Neural Networks & Multi-Layer Perceptron
Neural Networks의 정의
- Neural networks are computing systems vaguely inspired by the biological neural networks that constitute animal brains
동물의 뇌를 구성하는 뉴런 네트워크에서 영감을 받아 만든 computing system
=> 앞으로도 더욱 인간의 뇌와 비슷한 모양으로 만들어야 하는가? X
현재도 인간의 뇌와 다른 방향으로 진화하고 있으며, 마치 비행기가 박쥐나 새의 영향을 받아 만들어졌지만, 독자적인 방법으로 발전하고 있는것처럼 NN도 뇌를 꼭 따라갈 필요는 없다
- Neural networks are function approximators that stack affine transformations followed by nonlinear trasnformations
NN은 affine 변환에 비선형 변환을 쌓아가는 함수 approximator이다
affine 변환:
https://luv-n-interest.tistory.com/810
아핀 변환, Affine Transformation [게임수학]
벡터 공간 -> 변환을 배운 것처럼 아핀 공간 -> 변환을 배워보자. 우리가 실제로 게임에서 다룰 모델들은 아핀 공간에 존재한다. 왜 벡터가 아니라 아핀 공간에서 다루느냐? 아핀 공간에는 방향과
luv-n-interest.tistory.com
Linear Neural Networks
Data: $\mathfrak{D} = {(x_i,y_i)}^N_{i=1}$
Model: $\hat{y} = W^TX +b$
Loss: $loss = \frac{1}{N}\sum_{i=1}^{N}(y_i - \hat{y_i})^2$
backpropagation:
$\frac{\partial loss}{\partial w} = -\frac{1}{N} -2(y_i - wx_i - b)x_i$
$\frac{\partial loss}{\partial b} = -\frac{1}{N} -2(y_i - wx_i - b)$
$w := w-\eta \frac{\partial loss}{\partial w}$
$b := b-\eta \frac{\partial loss}{\partial b}$
Multilayer Linear Neural Networks
선형층을 계속해서 쌓아도 결국 선형 함수이기 때문에, 중간에 비선형 함수가 들어가야한다
$$\rho : activation func.$$
$$y = W^T_2h = W^T_2\rho(W^T_1X)$$
activaiton function
loss function
Regression Task: $MSE = \frac{1}{N}\sum_{i=1}^{N}\sum_{d=1}^{D}(y_i^{(d)} - \hat{y}_i^{(d)})^2$
Classification Task: $CE = -\frac{1}{N}\sum_{i = 1}^{N}\sum_{d = 1}^{D}y_i^{(d)}log\hat{y}_i^{(d)}$
Probabilistic Task: $MLE = \frac{1}{N}\sum_{i=1}^{N}\sum_{d=1}^{D}logN(y_i^{(d)};\hat{y}^{(d)}_i,1)$
PyTorch for MLP
-MLP 코드짜기
import
import numpy as np
import matplotlib.pyplot as plt
import torch
import torch.nn as nn
import torch.optim as optim
import torch.nn.functional as F
%matplotlib inline
%config InlineBackend.figure_format = 'retina' # 해상도 높게 나옴
print("PyTorch version: {}".format(torch.__version__))

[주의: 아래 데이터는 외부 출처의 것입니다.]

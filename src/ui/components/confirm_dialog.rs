use std::sync::Arc;

use crossterm::event::KeyEvent;
use ratatui::Frame;
use ratatui::layout::{Alignment, Constraint, Rect};
use ratatui::style::{Modifier, Style};
use ratatui::text::{Line, Span};
use ratatui::widgets::{Block, BorderType, Borders, Clear, Paragraph, Wrap};

use crate::Theme;
use crate::config::{DialogAction, KeyResolver};
use crate::ui::{Button, ButtonVariant, Component, EventResult, Result};

#[derive(Debug, PartialEq, Eq)]
pub enum ConfirmEvent {
    Confirmed,
    Cancelled,
}

pub struct ConfirmDialog {
    title: String,
    message: String,
    confirm_text: String,
    variant: ButtonVariant,
    resolver: Arc<KeyResolver>,
}

impl ConfirmDialog {
    pub fn new(message: impl Into<String>, resolver: Arc<KeyResolver>) -> Self {
        Self {
            title: "Confirm".to_string(),
            message: message.into(),
            confirm_text: "Yes".to_string(),
            variant: ButtonVariant::Primary,
            resolver,
        }
    }

    #[must_use]
    pub fn with_title(mut self, title: impl Into<String>) -> Self {
        self.title = title.into();
        self
    }

    #[must_use]
    pub fn with_confirm_text(mut self, text: impl Into<String>) -> Self {
        self.confirm_text = text.into();
        self
    }

    /// Red styling for destructive actions.
    #[must_use]
    pub const fn danger(mut self) -> Self {
        self.variant = ButtonVariant::Danger;
        self
    }

    pub fn message(&self) -> &str {
        &self.message
    }
}

impl Component for ConfirmDialog {
    type Output = ConfirmEvent;

    fn handle_key(&mut self, key: KeyEvent) -> Result<EventResult<Self::Output>> {
        if self.resolver.matches_dialog(&key, DialogAction::Confirm) {
            return Ok(ConfirmEvent::Confirmed.into());
        }
        if self.resolver.matches_dialog(&key, DialogAction::Cancel) {
            return Ok(ConfirmEvent::Cancelled.into());
        }
        // modal: nothing leaks to the screen below
        Ok(EventResult::Consumed)
    }

    fn render(&mut self, frame: &mut Frame, area: Rect, theme: &Theme) {
        let popup_area = area.centered(Constraint::Percentage(50), Constraint::Length(8));
        frame.render_widget(Clear, popup_area);

        let accent = match self.variant {
            ButtonVariant::Danger => theme.error(),
            _ => theme.lavender(),
        };

        let first_key = |action| {
            let keys = self.resolver.display_dialog(action);
            keys.split('/').next().unwrap_or_default().to_string()
        };
        let confirm = Button::new(first_key(DialogAction::Confirm), self.confirm_text.clone())
            .variant(self.variant);
        let cancel = Button::new(first_key(DialogAction::Cancel), "Cancel")
            .variant(ButtonVariant::Secondary);

        let mut buttons = confirm.spans(theme);
        buttons.push(Span::raw("    "));
        buttons.extend(cancel.spans(theme));

        let lines = vec![
            Line::from(""),
            Line::from(Span::styled(
                self.message.clone(),
                Style::default().fg(theme.text()),
            )),
            Line::from(""),
            Line::from(buttons),
        ];

        let block = Block::default()
            .title(format!(" {} ", self.title))
            .title_style(Style::default().fg(accent).add_modifier(Modifier::BOLD))
            .borders(Borders::ALL)
            .border_type(BorderType::Rounded)
            .border_style(Style::default().fg(accent))
            .style(Style::default().bg(theme.base()));

        let paragraph = Paragraph::new(lines)
            .block(block)
            .alignment(Alignment::Center)
            .wrap(Wrap { trim: true });

        frame.render_widget(paragraph, popup_area);
    }
}

#[cfg(test)]
mod tests {
    use crossterm::event::{KeyCode, KeyModifiers};

    use super::*;

    fn dialog() -> ConfirmDialog {
        ConfirmDialog::new(
            "Are you sure deleting the role admin",
            Arc::new(KeyResolver::default()),
        )
        .danger()
    }

    fn key(code: KeyCode) -> KeyEvent {
        KeyEvent::new(code, KeyModifiers::NONE)
    }

    #[test]
    fn confirm_and_cancel_keys() {
        let mut d = dialog();
        assert_eq!(
            d.handle_key(key(KeyCode::Char('y'))).unwrap(),
            EventResult::Event(ConfirmEvent::Confirmed)
        );
        assert_eq!(
            d.handle_key(key(KeyCode::Esc)).unwrap(),
            EventResult::Event(ConfirmEvent::Cancelled)
        );
        assert_eq!(d.handle_key(key(KeyCode::Char('q'))).unwrap(), EventResult::Consumed);
    }

    #[test]
    fn renders_message() {
        use ratatui::Terminal;
        use ratatui::backend::TestBackend;

        let mut d = dialog();
        let theme = Theme::default();
        let mut terminal = Terminal::new(TestBackend::new(100, 20)).unwrap();
        terminal.draw(|f| d.render(f, f.area(), &theme)).unwrap();
        let text: String = terminal
            .backend()
            .buffer()
            .content()
            .iter()
            .map(|c| c.symbol())
            .collect();
        assert!(text.contains("Are you sure deleting the role admin"));
        assert_eq!(d.message(), "Are you sure deleting the role admin");
    }
}
//! Store images: the raw contents of an NVRAM store as CSV, used to emulate a device on
//! disk.
//!
//! ```text
//! namespace,sub_id,value
//! LEGACY,,
//! LEGACY,0x0003,03
//! LEGACY,NIB,02140500
//! ADDRMGR,,
//! ```
//!
//! A row with an empty `sub_id` and `value` declares a namespace, so empty namespaces
//! survive a round trip. The `NIB` row holds the network information base.

use std::fs;
use std::path::Path;
use std::str::FromStr;

use csv::Writer;

use crate::catalog::Namespace;
use crate::error::Error;
use crate::persist::write_atomic;
use crate::store::MemoryStore;

const NIB_ROW: &str = "NIB";

#[derive(Debug, serde::Deserialize)]
struct ImageRow {
    namespace: String,
    sub_id: String,
    value: String,
}

impl MemoryStore {
    /// Parse a store image from CSV content.
    pub fn from_image(content: &str) -> Result<Self, Error> {
        let mut store = MemoryStore::new();
        let mut reader = csv::Reader::from_reader(content.as_bytes());

        for result in reader.deserialize() {
            let row: ImageRow = result?;
            let namespace = Namespace::from_str(&row.namespace)
                .map_err(|_| Error::InvalidImage(format!("unknown namespace '{}'", row.namespace)))?;

            if row.sub_id.is_empty() {
                if !row.value.is_empty() {
                    return Err(Error::InvalidImage(format!(
                        "namespace row '{}' must not have a value",
                        row.namespace
                    )));
                }
                store.add_namespace(namespace);
                continue;
            }

            let value = hex::decode(row.value.trim()).map_err(|e| {
                Error::InvalidImage(format!("{}/{}: {}", row.namespace, row.sub_id, e))
            })?;

            if row.sub_id == NIB_ROW {
                if namespace != Namespace::Legacy {
                    return Err(Error::InvalidImage(
                        "the NIB belongs to the LEGACY namespace".to_string(),
                    ));
                }
                store.set_nib(Some(value));
                continue;
            }

            let sub_id = parse_sub_id(&row.sub_id)?;
            if store.value(namespace, sub_id).is_some() {
                return Err(Error::InvalidImage(format!(
                    "duplicate item {}/{}",
                    row.namespace, row.sub_id
                )));
            }
            store.insert(namespace, sub_id, value);
        }

        Ok(store)
    }

    pub fn from_image_file<P: AsRef<Path>>(path: P) -> Result<Self, Error> {
        let content = fs::read_to_string(path)?;
        Self::from_image(&content)
    }

    /// Serialize the store to CSV. Namespaces and items are written in ascending id order.
    pub fn to_image(&self) -> Result<String, Error> {
        let mut wtr = Writer::from_writer(Vec::new());
        wtr.write_record(["namespace", "sub_id", "value"])?;

        for (namespace, items) in &self.items {
            let name = namespace.name();
            wtr.write_record([name, "", ""])?;

            if *namespace == Namespace::Legacy {
                if let Some(nib) = &self.nib {
                    wtr.write_record([name, NIB_ROW, hex::encode(nib).as_str()])?;
                }
            }

            for (sub_id, value) in items {
                let sub_id = format!("0x{sub_id:04X}");
                wtr.write_record([name, sub_id.as_str(), hex::encode(value).as_str()])?;
            }
        }

        // A NIB without any legacy item still needs its namespace
        if self.nib.is_some() && !self.items.contains_key(&Namespace::Legacy) {
            let name = Namespace::Legacy.name();
            wtr.write_record([name, "", ""])?;
            if let Some(nib) = &self.nib {
                wtr.write_record([name, NIB_ROW, hex::encode(nib).as_str()])?;
            }
        }

        wtr.flush()?;
        let bytes = wtr
            .into_inner()
            .map_err(|e| Error::Io(e.into_error()))?;
        String::from_utf8(bytes)
            .map_err(|e| Error::InvalidImage(format!("CSV output is not valid UTF-8: {}", e)))
    }

    /// Write the image to `path`, replacing the previous file atomically.
    pub fn to_image_file<P: AsRef<Path>>(&self, path: P) -> Result<(), Error> {
        write_atomic(path, self.to_image()?.as_bytes())
    }
}

fn parse_sub_id(s: &str) -> Result<u16, Error> {
    let parsed = match s.strip_prefix("0x").or_else(|| s.strip_prefix("0X")) {
        Some(hex) => u16::from_str_radix(hex, 16),
        None => s.parse::<u16>(),
    };
    parsed.map_err(|e| Error::InvalidImage(format!("invalid sub-id '{}': {}", s, e)))
}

device = torch.device('cuda:0' if torch.cuda.is_available() else 'cpu')
print("device: {}".format(device))
Dataset
from torchvision import datasets,transforms
mnist_train = datasets.MNIST(root='./data/', train = True, transform= transforms.ToTensor(), download = True)
mnist_test = datasets.MNIST(root='./data/', train = False, transform= transforms.ToTensor(), download = True)

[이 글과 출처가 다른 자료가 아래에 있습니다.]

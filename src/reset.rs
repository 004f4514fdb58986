//! The two reset policies: a soft reset that only makes Z-Stack forget its network on the
//! next boot, and a full reset that erases every item.

use bitflags::bitflags;
use tracing::{
    debug,
    info,
};

use crate::catalog::{
    LegacyItem,
    Namespace,
};
use crate::error::Error;
use crate::store::NvramStore;
use crate::writer;

bitflags! {
    /// Value of the `STARTUP_OPTION` item, evaluated by Z-Stack when it boots.
    #[derive(Debug, Clone, Copy, PartialEq, Eq, Hash)]
    pub struct StartupOptions: u8 {
        const CLEAR_CONFIG = 1 << 0;
        const CLEAR_STATE = 1 << 1;
        const AUTO_START = 1 << 2;
        const CLEAR_NWK_FRAME_COUNTER = 1 << 7;
    }
}

impl StartupOptions {
    pub fn serialize(self) -> [u8; 1] {
        [self.bits()]
    }

    /// Decode a stored value. Only a single byte is a valid encoding, unknown bits are kept.
    pub fn deserialize(data: &[u8]) -> Option<Self> {
        match data {
            [bits] => Some(Self::from_bits_retain(*bits)),
            _ => None,
        }
    }
}

/// Items that other host stacks write once they have configured the device.
pub const CONFIGURED_MARKERS: [LegacyItem; 2] = [
    LegacyItem::HasConfiguredZstack1,
    LegacyItem::HasConfiguredZstack3,
];

/// The only item left after a full reset. Z-Stack recreates it on its own right after
/// its NVRAM is wiped.
pub const SYNTHETIC_DEFAULT: LegacyItem = LegacyItem::PollRateOld16;

/// 16-bit little endian zero.
pub const SYNTHETIC_DEFAULT_VALUE: [u8; 2] = [0x00, 0x00];

#[derive(Debug, Clone, Copy, PartialEq, Eq)]
pub enum ResetMode {
    /// Ask Z-Stack to clear its configuration and state on the next boot and drop the
    /// "configured" markers. Everything else is kept.
    Soft,
    /// Delete every item of every namespace, including the network information base.
    Full,
}

pub fn reset<S: NvramStore + ?Sized>(store: &mut S, mode: ResetMode) -> Result<(), Error> {
    match mode {
        ResetMode::Soft => soft_reset(store),
        ResetMode::Full => full_reset(store),
    }
}

fn soft_reset<S: NvramStore + ?Sized>(store: &mut S) -> Result<(), Error> {
    let options = StartupOptions::CLEAR_CONFIG | StartupOptions::CLEAR_STATE;
    writer::write_item(
        store,
        Namespace::Legacy,
        LegacyItem::StartupOption.id(),
        &options.serialize(),
    )?;

    for marker in CONFIGURED_MARKERS {
        debug!("deleting {marker}");
        store.delete(Namespace::Legacy, marker.id())?;
    }

    info!("soft reset done, startup options set to {options:?}");
    Ok(())
}

fn full_reset<S: NvramStore + ?Sized>(store: &mut S) -> Result<(), Error> {
    let mut deleted = 0;

    for namespace in store.namespaces()? {
        for sub_id in store.list_populated(namespace)? {
            debug!("deleting {namespace}/0x{sub_id:04X}");
            store.delete(namespace, sub_id)?;
            deleted += 1;
        }
    }
    store.clear_nib()?;

    store.set(
        Namespace::Legacy,
        SYNTHETIC_DEFAULT.id(),
        &SYNTHETIC_DEFAULT_VALUE,
    )?;

    info!("full reset done, deleted {deleted} items");
    Ok(())
}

print("mnist_train: \n", mnist_train,"\n")
print("mnist_test: \n", mnist_test,"\n")
print("Done")
Data Iterator(Data Loader)
BATCH_SIZE = 256
train_iter = torch.utils.data.DataLoader(mnist_train,batch_size = BATCH_SIZE, shuffle = True, num_workers = 1)
test_iter = torch.utils.data.DataLoader(mnist_test, batch_size = BATCH_SIZE, shuffle = True, num_workers = 1)
print("Done")
define the MLP model
class MultiLayerPerceptronClass(nn.Module):
'''
MLP class
'''
def __init__(self,name = 'mlp', xdim = 784, hdim = 256, ydim = 10):
super().__init__()
self.name = name
self.xdim = xdim
self.hdim = hdim
self.ydim = ydim
self.lin_1 = nn.Linear(xdim, hdim)
self.lin_2 = nn.Linear(hdim,ydim)
self.init_param() # initialize parameters
def init_param(self):
nn.init.kaiming_normal_(self.lin_1.weight) # he initialize
nn.init.zeros_(self.lin_1.bias)
nn.init.kaiming_normal_(self.lin_2.weight)

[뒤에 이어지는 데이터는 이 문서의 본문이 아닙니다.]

//! Translation between `(namespace, sub_id)` addresses and the names used in backups.
//!
//! Legacy sub-ids render as their catalog item name, or as `TABLE_NAME+offset` when they
//! fall inside a table. Sub-ids of every other namespace render as `0xNNNN`.

use std::fmt;
use std::str::FromStr;

use crate::catalog::{
    self,
    LegacyItem,
    Namespace,
};
use crate::error::Error;

const TABLE_OFFSET_SEPARATOR: char = '+';

/// The resolved name of a single sub-id.
#[derive(Debug, Clone, PartialEq, Eq)]
pub enum Name {
    /// A discrete item. For non-legacy namespaces this is the `0xNNNN` index.
    Item(String),
    /// Element `offset` of the legacy table starting at `table`.
    TableElement { table: &'static str, offset: u16 },
}

impl fmt::Display for Name {
    fn fmt(&self, f: &mut fmt::Formatter<'_>) -> fmt::Result {
        match self {
            Self::Item(name) => f.write_str(name),
            Self::TableElement { table, offset } => {
                write!(f, "{table}{TABLE_OFFSET_SEPARATOR}{offset}")
            }
        }
    }
}

/// Resolve a raw address to its name.
pub fn resolve(namespace: Namespace, sub_id: u16) -> Result<Name, Error> {
    if namespace != Namespace::Legacy {
        return Ok(Name::Item(format!("0x{sub_id:04X}")));
    }

    if let Some(table) = catalog::table_containing(sub_id) {
        return Ok(Name::TableElement {
            table: table.name,
            offset: sub_id - table.start,
        });
    }

    LegacyItem::from_repr(sub_id)
        .map(|item| Name::Item(item.name().to_string()))
        .ok_or_else(|| Error::UnknownIdentifier(format!("{namespace}/0x{sub_id:04X}")))
}

/// Resolve a name produced by [`resolve`] back to its sub-id.
///
/// A name containing `+` is always a table element reference, even if the part before
/// the last `+` happens to be an item name.
pub fn unresolve(namespace: Namespace, name: &str) -> Result<u16, Error> {
    let unknown = || Error::UnknownIdentifier(format!("{namespace}/{name}"));

    if namespace != Namespace::Legacy {
        return parse_index(name).ok_or_else(unknown);
    }

    if let Some((table_name, offset)) = name.rsplit_once(TABLE_OFFSET_SEPARATOR) {
        catalog::ensure_valid();

        let table = catalog::table_by_name(table_name).ok_or_else(unknown)?;
        let offset = u16::from_str(offset).map_err(|_| unknown())?;
        if offset > table.end - table.start {
            return Err(unknown());
        }
        return Ok(table.start + offset);
    }

    LegacyItem::from_str(name)
        .map(LegacyItem::id)
        .map_err(|_| unknown())
}

/// Parses exactly the `0xNNNN` form [`resolve`] renders: four upper-case hex digits.
fn parse_index(name: &str) -> Option<u16> {
    let digits = name.strip_prefix("0x")?;
    if digits.len() != 4
        || !digits
            .bytes()
            .all(|b| b.is_ascii_digit() || (b'A'..=b'F').contains(&b))
    {
        return None;
    }
    u16::from_str_radix(digits, 16).ok()
}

nn.init.zeros_(self.lin_2.bias)
def forward(self,x):
net = x
net = self.lin_1(net)
net = F.relu(net)
net = self.lin_2(net)
return net
M = MultiLayerPerceptronClass(name = 'mlp', xdim = 784, hdim = 256, ydim = 10).to(device)
loss = nn.CrossEntropyLoss()
optm = optim.Adam(M.parameters(), lr = 1e-3)
print("Done")
check params
np.set_printoptions(precision = 3) # 넘파이 반올림하여 소숫점 3자리까지 나타내기
n_param = 0
for p_idx,(param_name,param) in enumerate(M.named_parameters()):
param_numpy = param.detach().cpu().numpy()
n_param += len(param_numpy.reshape(-1))
print("{} name: {} shape: {}".format(p_idx, param_name,param_numpy.shape))
print(" val:{}".format(param_numpy.reshape(-1)[:5]))
print("Total number of params: {}".format(n_param))
evaluation func.
def func_eval(model,data_iter,device):
with torch.no_grad(): # 기울기 업데이트 + 추적 x
model.eval() # BN, DropOut을 평가 모드로
n_total, n_correct = 0,0
for batch_in, batch_out in data_iter:
y_trgt = batch_out.to(device)
model_pred = model(batch_in.view(-1,28*28).to(device))
_,y_pred = torch.max(model_pred.data,1) # dim 1로 max값을 찾고, (max값, max값의 idx) 반환
n_correct += (y_pred == y_trgt).sum().item() # true인 값을 더해서(sum) 텐서에 들어있는 값만 가져옴(item)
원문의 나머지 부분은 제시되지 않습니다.